SENTENCIA DEl tribunal supremo

Cárcel por arruinar a una empresa de Betxí al estafar 40.000 € en patés

Prometieron a las víctimas distribuir su producto por Cataluña y no lo pagaron. El juez condena a dos hombres a cinco meses de prisión y a devolver lo robado

 

Los dos acusados estafaron a la empresa familiar de Betxí, haciendo ocho pedidos que no iban a pagar. - MEDITERRÁNEO

NÚRIA B. BIGNÉ
30/07/2017

Engañaron por completo a una empresa familiar de patés de Betxí, a la que hicieron creer que adquirirían sus productos y los distribuirían por Cataluña y el sur de Francia. El Tribunal Supremo ha condenado ahora a los estafadores a cinco meses de prisión y a devolver los 40.000 euros en productos, más los correspondientes intereses. Los ya sentenciados regentaban una empresa de publicidad en Fortià (Girona).

Durante una feria coincidieron con la mercantil afectada. Se desplazaron a su domicilio social, con sede en Betxí, y con intención de aparentar una normal relación comercial para la explotación de productos alimentarios, una ficticia solvencia y unas infundadas expectativas de futuros negocios, le hicieron dos primeros pedidos, de 600 y 400 euros, unos importes que sí abonaron.

Además, los condenados firmaron un contrato privado por el que se comprometían a distribuir los productos de la empresa de patés y a representarla en las provincias de Girona y Barcelona, así como en el sur de Francia durante al menos cinco años, con intención de obtener la mercancía sin pagar el precio.

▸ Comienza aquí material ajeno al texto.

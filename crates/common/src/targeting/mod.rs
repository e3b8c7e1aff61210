//! Targeting category lookups over a bid request and impression.

pub mod category;
pub mod context;

pub use category::{TargetingCategory, TargetingCategoryType};
pub use context::{GeoLocation, RequestContext, Size};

RECIBOS DEVUELTOS / A partir del segundo pedido, los procesados manifestaron su imposibilidad de desplazarse hasta Betxí personalmente a buscarlos y, a la vez, comenzaron a aumentar la demanda y ofrecieron un número de cuenta bancaria donde poder girar los recibos, con vencimiento a 45 días. Por su parte, las víctimas, confiando en la apariencia de solvencia de dicha empresa, les enviaron los productos que solicitaban, siendo devueltos todos los recibos por parte del banco sin explicación alguna de los condenados ahora.

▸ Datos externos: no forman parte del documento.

use std::sync::Arc;

use error_stack::Report;
use serde_json::{json, Value};

use crate::error::BidGuardError;

use super::config::ConditionConfig;
use super::usnat::PrivacyModule;
use super::{ActivityInvocationPayload, GeoScope, Invocation, RuleResult};

/// One compiled rule of an activity.
pub trait Rule: Send + Sync {
    fn proceed(&self, invocation: &Invocation<'_>) -> RuleResult;

    /// Serializable description for verbose traces.
    fn describe(&self) -> Value;

    /// Privacy modules this rule names that are configured to be skipped.
    fn skipped_privacy_modules(&self) -> &[&'static str] {
        &[]
    }
}

#[derive(Debug, Clone, PartialEq, Eq)]
struct GeoCondition {
    country: String,
    region: Option<String>,
}

impl GeoCondition {
    fn parse(value: &str) -> Result<Self, Report<BidGuardError>> {
        let (country, region) = match value.split_once('.') {
            Some((country, region)) => (country, Some(region)),
            None => (value, None),
        };
        if country.is_empty() || region.is_some_and(str::is_empty) {
            return Err(Report::new(BidGuardError::configuration(format!(
                "Malformed geo condition '{value}', expected COUNTRY or COUNTRY.REGION"
            ))));
        }

        Ok(Self {
            country: country.to_string(),
            region: region.map(str::to_string),
        })
    }

    fn matches(&self, geo: &GeoScope) -> bool {
        self.country.eq_ignore_ascii_case(&geo.country)
            && self.region.as_deref().is_none_or(|region| {
                geo.region
                    .as_deref()
                    .is_some_and(|actual| region.eq_ignore_ascii_case(actual))
            })
    }
}

/// Allows or disallows when every configured condition matches; abstains
/// otherwise.
pub struct ConditionRule {
    condition: ConditionConfig,
    geo: Option<Vec<GeoCondition>>,
    allow: bool,
}

impl ConditionRule {
    /// # Errors
    ///
    /// Returns [`BidGuardError::Configuration`] for malformed geo entries.
    pub fn new(condition: ConditionConfig, allow: bool) -> Result<Self, Report<BidGuardError>> {
        let geo = condition
            .geo
            .as_deref()
            .map(|entries| {
                entries
                    .iter()
                    .map(|entry| GeoCondition::parse(entry))
                    .collect::<Result<Vec<_>, _>>()
            })
            .transpose()?;

        Ok(Self {
            condition,
            geo,
            allow,
        })
    }

    fn matches(&self, payload: &ActivityInvocationPayload) -> bool {
        let component_type = self
            .condition
            .component_type
            .as_ref()
            .is_none_or(|types| types.contains(&payload.component_type));
        let component_name = self
            .condition
            .component_name
            .as_ref()
            .is_none_or(|names| {
                names
                    .iter()
                    .any(|name| name.eq_ignore_ascii_case(&payload.component_name))
            });
        let gpp_sid = self.condition.gpp_sid.as_ref().is_none_or(|sids| {
            payload
                .gpp_sid
                .as_ref()
                .is_some_and(|scope| scope.iter().any(|sid| sids.contains(sid)))
        });
        let geo = self.geo.as_ref().is_none_or(|conditions| {
            payload
                .geo
                .as_ref()
                .is_some_and(|geo| conditions.iter().any(|condition| condition.matches(geo)))
        });

        component_type && component_name && gpp_sid && geo
    }
}

impl Rule for ConditionRule {
    fn proceed(&self, invocation: &Invocation<'_>) -> RuleResult {
        if self.matches(invocation.payload) {
            RuleResult::from_allow(self.allow)
        } else {
            RuleResult::Abstain
        }
    }

    fn describe(&self) -> Value {
        json!({
            "condition": self.condition,
            "allow": self.allow,
        })
    }
}

#[derive(Clone)]
pub(crate) enum ConfiguredModule {
    Active(Arc<dyn PrivacyModule>),
    Skipped(&'static str),
}

/// Defers to privacy modules in order; the first one that does not abstain
/// decides.
pub struct PrivacyModulesRule {
    modules: Vec<ConfiguredModule>,
    skipped: Vec<&'static str>,
}

impl PrivacyModulesRule {
    pub(crate) fn new(modules: Vec<ConfiguredModule>) -> Self {
        let skipped = modules
            .iter()
            .filter_map(|module| match module {
                ConfiguredModule::Skipped(code) => Some(*code),
                ConfiguredModule::Active(_) => None,
            })
            .collect();
        Self { modules, skipped }
    }
}

impl Rule for PrivacyModulesRule {
    fn proceed(&self, invocation: &Invocation<'_>) -> RuleResult {
        self.modules
            .iter()
            .filter_map(|module| match module {
                ConfiguredModule::Active(module) => Some(module.proceed(invocation)),
                ConfiguredModule::Skipped(_) => None,
            })
            .find(|result| *result != RuleResult::Abstain)
            .unwrap_or(RuleResult::Abstain)
    }

    fn describe(&self) -> Value {
        let modules: Vec<Value> = self
            .modules
            .iter()
            .map(|module| match module {
                ConfiguredModule::Active(module) => module.describe(),
                ConfiguredModule::Skipped(code) => json!({
                    "privacy_module": code,
                    "skipped": true,
                    "result": RuleResult::Abstain,
                }),
            })
            .collect();
        json!({ "privacyreg": modules })
    }

    fn skipped_privacy_modules(&self) -> &[&'static str] {
        &self.skipped
    }
}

Concretamente, los dos estafadores realizaron un total de ocho pedidos que no abonaron y que alcanzaban un valor de casi 40.000 euros. La Audiencia Provincial los condenó a 10 meses de cárcel, pero el Supremo lo ha dejado en cinco para cada uno.

La afectada es una pequeña empresa familiar, constituida con un capital social de 3.000 euros, y a la que la falta de pago de la mercancía le impidió, a su vez, pagar a sus proveedores, llevando a sus dueños a dificultades económicas muy relevantes.